= Directions =
Using the records below, copy out exactly the line that contains "assert_eq!(result.bin, result.card_number[..6]);" and every line that follows it, up to and including the last, and no others.

-- -- --

//! Fuzz target for card validation.
//!
//! Tests that the sanitize/classify/check pipeline never panics and keeps
//! its result invariants on arbitrary input.

#![no_main]

use card_validator::{card_type, is_valid_card_number, mask_for_logging, sanitize, validate_simple};
use libfuzzer_sys::fuzz_target;

fuzz_target!(|data: &str| {
    // These should never panic, regardless of input
    let _ = is_valid_card_number(data);
    let _ = card_type(data);
    let _ = mask_for_logging(data);

    if let Ok(result) = validate_simple(data) {
        let len = result.card_number.len();
        assert!((13..=19).contains(&len));
        assert_eq!(result.bin, result.card_number[..6]);
        assert_eq!(result.last_four, result.card_number[len - 4..]);
        assert_eq!(sanitize(&result.card_number).as_deref(), Ok(result.card_number.as_str()));
        let masked = mask_for_logging(&result.card_number);
        assert!(masked[4..len - 4].bytes().all(|b| b == b'*'));
    }
});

-- -- --

= The answer =
        assert_eq!(result.bin, result.card_number[..6]);
        assert_eq!(result.last_four, result.card_number[len - 4..]);
        assert_eq!(sanitize(&result.card_number).as_deref(), Ok(result.card_number.as_str()));
        let masked = mask_for_logging(&result.card_number);
        assert!(masked[4..len - 4].bytes().all(|b| b == b'*'));
    }
});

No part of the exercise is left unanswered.